* **TASK GOAL**
From the entries below, copy exactly the lines from the one that contains "b.ops_per_sec" through the one that contains "let (contender_name, contender)", both included, and only those.
(Beginning of GIVEN ENTRIES)
//! Case Comparison
//!
//! Ranks completed statistics by operations per second and issues a
//! pairwise verdict per pair. The central caution encoded here: a
//! nominal percentage difference means nothing unless it survives a
//! significance check — whenever two confidence intervals overlap, the
//! verdict is `Indistinguishable` no matter which mean looks better.

use serde::{Deserialize, Serialize};

use crate::engine::Statistics;

/// Comparison inputs were unusable.
#[derive(Debug, Clone, PartialEq, Eq, thiserror::Error)]
pub enum CompareError {
    /// A ranking needs at least two cases.
    #[error("comparison needs at least 2 cases, got {have}")]
    NotEnoughCases {
        /// Number of cases supplied.
        have: usize,
    },
    /// An incomplete result must never be silently compared.
    #[error("case {name:?} is incomplete and cannot be compared")]
    IncompleteCase {
        /// Name of the offending case.
        name: String,
    },
}

/// Pairwise verdict for a contender measured against a baseline.
#[derive(Debug, Clone, Copy, PartialEq, Eq, Serialize, Deserialize)]
#[serde(rename_all = "lowercase")]
pub enum Verdict {
    /// The contender's interval lies entirely below the baseline's.
    Faster,
    /// The contender's interval lies entirely above the baseline's.
    Slower,
    /// The intervals overlap; no significant difference can be claimed.
    Indistinguishable,
}

impl Verdict {
    /// The verdict seen from the other side of the pair.
    pub fn inverse(self) -> Verdict {
        match self {
            Verdict::Faster => Verdict::Slower,
            Verdict::Slower => Verdict::Faster,
            Verdict::Indistinguishable => Verdict::Indistinguishable,
        }
    }
}

/// One case's position in the ranking.
#[derive(Debug, Clone, PartialEq, Serialize, Deserialize)]
pub struct RankedCase {
    /// Case name.
    pub name: String,
    /// Throughput the ranking is ordered by.
    pub ops_per_sec: f64,
}

/// Verdict for one pair of cases.
///
/// The percentage is `(mean_contender − mean_baseline) / mean_baseline
/// × 100`: positive when the contender's mean duration is larger
/// (slower), negative when smaller.
#[derive(Debug, Clone, PartialEq, Serialize, Deserialize)]
pub struct PairwiseComparison {
    /// Case the difference is measured from.
    pub baseline: String,
    /// Case the verdict describes.
    pub contender: String,
    /// Verdict for the contender relative to the baseline.
    pub verdict: Verdict,
    /// Relative difference of mean durations, in percent.
    pub relative_change_pct: f64,
}

impl PairwiseComparison {
    /// The same pair seen from the contender's side: names swapped,
    /// verdict inverted, percentage negated.
    pub fn reversed(&self) -> PairwiseComparison {
        PairwiseComparison {
            baseline: self.contender.clone(),
            contender: self.baseline.clone(),
            verdict: self.verdict.inverse(),
            relative_change_pct: -self.relative_change_pct,
        }
    }
}

/// Ranking plus pairwise verdicts for a set of completed cases.
#[derive(Debug, Clone, PartialEq, Serialize, Deserialize)]
pub struct ComparisonResult {
    /// Cases ordered by operations per second, descending.
    pub ranking: Vec<RankedCase>,
    /// One entry per unordered pair, in input order.
    pub pairwise: Vec<PairwiseComparison>,
}

/// Compare two or more completed statistics.
///
/// Rejects any input whose stopping rule was not satisfied; feeding an
/// interrupted run into a comparison would launder noise into a
/// verdict.
pub fn compare_cases(entries: &[(&str, &Statistics)]) -> Result<ComparisonResult, CompareError> {
    if entries.len() < 2 {
        return Err(CompareError::NotEnoughCases {
            have: entries.len(),
        });
    }
    for (name, stats) in entries {
        if !stats.is_complete() {
            return Err(CompareError::IncompleteCase {
                name: (*name).to_string(),
            });
        }
    }

    let mut ranking: Vec<RankedCase> = entries
        .iter()
        .map(|(name, stats)| RankedCase {
            name: (*name).to_string(),
            ops_per_sec: stats.ops_per_sec,
        })
        .collect();
    ranking.sort_by(|a, b| {
        b.ops_per_sec
            .partial_cmp(&a.ops_per_sec)
            .unwrap_or(std::cmp::Ordering::Equal)
    });

    let mut pairwise = Vec::with_capacity(entries.len() * (entries.len() - 1) / 2);
    for i in 0..entries.len() {
        for j in (i + 1)..entries.len() {
            let (baseline_name, baseline) = entries[i];
            let (contender_name, contender) = entries[j];
            pairwise.push(compare_pair(
                baseline_name,
                baseline,
                contender_name,
                contender,
            ));
        }
    }

    Ok(ComparisonResult { ranking, pairwise })
}

/// Verdict for one contender/baseline pair.
fn compare_pair(
    baseline_name: &str,
    baseline: &Statistics,
    contender_name: &str,
    contender: &Statistics,
) -> PairwiseComparison {
    let (base_lo, base_hi) = baseline.confidence_interval();
    let (cont_lo, cont_hi) = contender.confidence_interval();

    let overlap = base_lo <= cont_hi && cont_lo <= base_hi;
    let verdict = if overlap {
        Verdict::Indistinguishable
    } else if contender.mean_ns < baseline.mean_ns {
        Verdict::Faster
    } else {
        Verdict::Slower
    };

    let relative_change_pct = if baseline.mean_ns > 0.0 {
        (contender.mean_ns - baseline.mean_ns) / baseline.mean_ns * 100.0
    } else {
        0.0
    };

    PairwiseComparison {
        baseline: baseline_name.to_string(),
        contender: contender_name.to_string(),
        verdict,
        relative_change_pct,
    }
}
(End of GIVEN ENTRIES)
* **FINISHED TASK**
        b.ops_per_sec
            .partial_cmp(&a.ops_per_sec)
            .unwrap_or(std::cmp::Ordering::Equal)
    });

    let mut pairwise = Vec::with_capacity(entries.len() * (entries.len() - 1) / 2);
    for i in 0..entries.len() {
        for j in (i + 1)..entries.len() {
            let (baseline_name, baseline) = entries[i];
            let (contender_name, contender) = entries[j];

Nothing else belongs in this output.